EXERCISE BRIEF: Which lines run from the line with "to remove hypervisor" through the line with "config.processes = Processes::default();" in the entries below? Print them exactly, both ends included, and nothing more.

(Collected data)
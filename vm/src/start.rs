use chrono::Utc;
use cradle_fs::{self as fs, FsError};
use std::sync::Arc;
use std::time::Duration;
use thiserror::Error;
use tokio::task::{JoinError, JoinSet};
use tracing::{debug, error, info, warn};

use crate::api::{API_SHUTDOWN_GRACE, ApiError, serve_api};
use crate::clock::{ClockPolicy, resync_on_wake};
use crate::config::{ConfigError, ConfigStore, MachineConfig, Processes};
use crate::context::Context;
use crate::events::Stage;
use crate::http;
use crate::network::{NetworkError, TRANSPORT_WAIT, start_network};
use crate::process::{ProcessExit, ProcessHandle, is_process_alive};
use crate::provider::ProviderError;
use crate::scope::Scope;
use crate::shell::{RemoteShell, ShellTarget, run_privileged};
use crate::signals::{Signal, SignalError, wait_for_termination};
use crate::wait::{RetryPolicy, WaitError, poll_until};
use crate::watchdog::{PARENT_POLL_INTERVAL, watch_parent};

pub const SSH_READINESS: RetryPolicy = RetryPolicy::fixed(120, Duration::from_secs(1));
pub const API_READINESS: RetryPolicy = RetryPolicy::fixed(60, Duration::from_secs(1));
pub const TERMINATION_GRACE: Duration = Duration::from_secs(5);

#[derive(Error, Debug)]
pub enum StartError {
    #[error("parent process {pid} exited")]
    ParentExited { pid: u32 },

    #[error("received {0}")]
    Signal(Signal),

    #[error(transparent)]
    Signals(#[from] SignalError),

    #[error(transparent)]
    Config(#[from] ConfigError),

    #[error("failed to start networking")]
    Network(#[from] NetworkError),

    #[error("failed to start hypervisor")]
    Provider(#[from] ProviderError),

    #[error("failed to clear stale hypervisor socket")]
    StaleSocket(#[source] FsError),

    #[error("guest SSH not ready after {attempts} attempts")]
    SshNotReady { attempts: u32 },

    #[error("guest API not ready after {attempts} attempts")]
    ApiNotReady { attempts: u32 },

    #[error("control API failed")]
    Api(#[from] ApiError),

    #[error("hypervisor exited: {exit}")]
    HypervisorExited { exit: ProcessExit },

    #[error("failed to record runtime state")]
    RecordState(#[source] ConfigError),

    #[error("startup task failed")]
    Task(#[from] JoinError),
}

#[derive(Debug, Clone)]
pub struct StartOptions {
    /// Process whose death stops the VM. `None` disables the watchdog.
    pub parent_pid: Option<u32>,
    pub watchdog_interval: Duration,
    pub transport_wait: RetryPolicy,
    pub ssh_readiness: RetryPolicy,
    pub api_readiness: RetryPolicy,
    pub api_grace: Duration,
    pub termination_grace: Duration,
    pub clock: ClockPolicy,
    pub listen_for_signals: bool,
}

impl Default for StartOptions {
    fn default() -> Self {
        Self {
            parent_pid: Some(std::os::unix::process::parent_id()),
            watchdog_interval: PARENT_POLL_INTERVAL,
            transport_wait: TRANSPORT_WAIT,
            ssh_readiness: SSH_READINESS,
            api_readiness: API_READINESS,
            api_grace: API_SHUTDOWN_GRACE,
            termination_grace: TERMINATION_GRACE,
            clock: ClockPolicy::default(),
            listen_for_signals: true,
        }
    }
}

/// Boot machine `name` and keep it running until the hypervisor exits, the parent
/// dies, a termination signal arrives, or a subsystem fails.
///
/// Returns the first failure. Cleanup runs whatever the outcome: guest disks are
/// flushed, hypervisor and network sockets removed, then any child still alive is
/// terminated.
#[tracing::instrument(skip(ctx, options))]
pub async fn start(ctx: &Context, name: &str, options: StartOptions) -> Result<(), StartError> {
    if let Some(pid) = options.parent_pid {
        if !is_process_alive(pid) {
            return Err(StartError::ParentExited { pid });
        }
    }

    let store = ConfigStore::open(ctx.workspace(), ctx.provider()).await?;
    let _lock = store.lock(name).await?;
    let config = store.load(name).await?;

    let scope = Scope::new();
    let mut tasks: JoinSet<Result<(), StartError>> = JoinSet::new();

    if let Some(pid) = options.parent_pid {
        let token = scope.token().clone();
        let every = options.watchdog_interval;
        tasks.spawn(async move {
            if watch_parent(pid, every, &token).await {
                Err(StartError::ParentExited { pid })
            } else {
                Ok(())
            }
        });
    }

    if options.listen_for_signals {
        let token = scope.token().clone();
        tasks.spawn(async move {
            match wait_for_termination(&token).await? {
                Some(signal) => Err(StartError::Signal(signal)),
                None => Ok(()),
            }
        });
    }

    {
        let ctx = ctx.clone();
        let config = config.clone();
        let token = scope.token().clone();
        let grace = options.api_grace;
        tasks.spawn(async move { Ok(serve_api(ctx, config, token, grace).await?) });
    }

    {
        let ctx = ctx.clone();
        let scope = scope.clone();
        let options = options.clone();
        tasks.spawn(async move {
            let outcome = run_vm(&ctx, config, &scope, &options).await;
            match outcome {
                // failures caused by a sibling cancelling us are not ours to report
                Err(_) if scope.is_cancelled() => Ok(()),
                outcome => outcome,
            }
        });
    }

    let mut first_error = None;
    while let Some(joined) = tasks.join_next().await {
        let outcome = joined.map_err(StartError::from).and_then(|outcome| outcome);
        if let Err(error) = outcome {
            if first_error.is_none() {
                error!(%error, "Startup task failed, shutting down");
                first_error = Some(error);
            } else {
                debug!(%error, "Further startup task failure");
            }
        }
        scope.cancel();
    }

    scope.close(options.termination_grace).await;
    clear_runtime_state(&store, name).await;

    match first_error {
        Some(error) => {
            ctx.events().emit(Stage::Failed, name, error.to_string());
            Err(error)
        }
        None => {
            ctx.events().emit(Stage::Stopped, name, "");
            info!(name, "Machine stopped");
            Ok(())
        }
    }
}

/// The sequencing-critical task: network, hypervisor, readiness, then wait for exit.
async fn run_vm(
    ctx: &Context,
    mut config: MachineConfig,
    scope: &Scope,
    options: &StartOptions,
) -> Result<(), StartError> {
    let name = config.name.clone();
    let events = ctx.events();

    let network = start_network(ctx, &config, scope, &options.transport_wait).await?;
    events.emit(Stage::Network, &name, network.pid().to_string());

    prepare_rest_socket(&config, scope).await?;
    let hypervisor = config.provider.start_vm(ctx, &config)?;
    scope.supervisor().register(hypervisor.clone());
    register_disk_flush(ctx, &config, scope, hypervisor.clone());
    events.emit(Stage::Hypervisor, &name, hypervisor.pid().to_string());

    let target = ShellTarget::for_machine(&config);
    let shell: &dyn RemoteShell = ctx.shell().as_ref();
    let probe_target = &target;
    let ssh_ready = poll_until(&options.ssh_readiness, scope.token(), "guest SSH", move || async move {
        match shell.run(probe_target, "true", &[]).await {
            Ok(output) => output.success(),
            Err(error) => {
                debug!(%error, "Guest SSH not ready");
                false
            }
        }
    });
    let attempt = tokio::select! {
        ready = ssh_ready => match ready {
            Ok(attempt) => attempt,
            Err(WaitError::Cancelled { .. }) => return Ok(()),
            Err(WaitError::Exhausted { attempts, .. }) => return Err(StartError::SshNotReady { attempts }),
        },
        exit = hypervisor.wait() => return Err(StartError::HypervisorExited { exit }),
    };
    info!(attempt, "Guest SSH ready");
    events.emit(Stage::SshReady, &name, attempt.to_string());

    if let Some(socket) = config.forwarded_api_socket() {
        let api_ready = poll_until(&options.api_readiness, scope.token(), "guest API", move || async move {
            matches!(http::get(socket, "/_ping").await, Ok(response) if response.status.is_success())
        });
        let attempt = tokio::select! {
            ready = api_ready => match ready {
                Ok(attempt) => attempt,
                Err(WaitError::Cancelled { .. }) => return Ok(()),
                Err(WaitError::Exhausted { attempts, .. }) => return Err(StartError::ApiNotReady { attempts }),
            },
            exit = hypervisor.wait() => return Err(StartError::HypervisorExited { exit }),
        };
        info!(attempt, "Guest API ready");
        events.emit(Stage::ApiReady, &name, attempt.to_string());
    }

    tokio::spawn(resync_on_wake(
        Arc::clone(ctx.shell()),
        target,
        options.clock,
        scope.token().clone(),
    ));

    config.processes = Processes {
        network_pid: Some(network.pid()),
        hypervisor_pid: Some(hypervisor.pid()),
    };
    config.last_up = Some(Utc::now());
    config.write().await.map_err(StartError::RecordState)?;
    info!(name = %name, ssh_port = config.ssh.port, "Machine running");
    events.emit(Stage::Running, &name, config.ssh.port.to_string());

    tokio::select! {
        exit = hypervisor.wait() => {
            if exit.success() {
                info!(%exit, "Hypervisor exited");
                Ok(())
            } else {
                Err(StartError::HypervisorExited { exit })
            }
        }
        _ = scope.cancelled() => Ok(()),
    }
}

/// A REST socket left by a crashed hypervisor would make the new one fail to bind.
async fn prepare_rest_socket(config: &MachineConfig, scope: &Scope) -> Result<(), StartError> {
    let Some(socket) = config.hypervisor.rest_socket.clone() else {
        return Ok(());
    };
    fs::remove_file_if_exists(&socket)
        .await
        .map_err(StartError::StaleSocket)?;
    scope.on_close("hypervisor socket", move || async move {
        if let Err(error) = fs::remove_file_if_exists(&socket).await {
            warn!(%error, "Failed to remove hypervisor socket");
        }
    });
    Ok(())
}

/// Flush guest disks on shutdown, while the guest can still be reached.
fn register_disk_flush(ctx: &Context, config: &MachineConfig, scope: &Scope, hypervisor: ProcessHandle) {
    let shell = Arc::clone(ctx.shell());
    let target = ShellTarget::for_machine(config);
    scope.on_close("guest disk flush", move || async move {
        if !hypervisor.is_running() {
            return;
        }
        match run_privileged(shell.as_ref(), &target, "sync", &[]).await {
            Ok(_) => debug!("Guest disks flushed"),
            Err(error) => warn!(%error, "Failed to flush guest disks"),
        }
    });
}

async fn clear_runtime_state(store: &ConfigStore, name: &str) {
    let mut config = match store.load(name).await {
        Ok(config) => config,
        Err(error) => {
            warn!(%error, "Failed to reload machine config");
            return;
        }
    };
    if config.processes == Processes::default() {
        return;
    }
    config.processes = Processes::default();
    if let Err(error) = config.write().await {
        warn!(%error, "Failed to clear runtime state");
    }
}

WRITTEN REPLY:
            warn!(%error, "Failed to remove hypervisor socket");
        }
    });
    Ok(())
}

/// Flush guest disks on shutdown, while the guest can still be reached.
fn register_disk_flush(ctx: &Context, config: &MachineConfig, scope: &Scope, hypervisor: ProcessHandle) {
    let shell = Arc::clone(ctx.shell());
    let target = ShellTarget::for_machine(config);
    scope.on_close("guest disk flush", move || async move {
        if !hypervisor.is_running() {
            return;
        }
        match run_privileged(shell.as_ref(), &target, "sync", &[]).await {
            Ok(_) => debug!("Guest disks flushed"),
            Err(error) => warn!(%error, "Failed to flush guest disks"),
        }
    });
}

async fn clear_runtime_state(store: &ConfigStore, name: &str) {
    let mut config = match store.load(name).await {
        Ok(config) => config,
        Err(error) => {
            warn!(%error, "Failed to reload machine config");
            return;
        }
    };
    if config.processes == Processes::default() {
        return;
    }
    config.processes = Processes::default();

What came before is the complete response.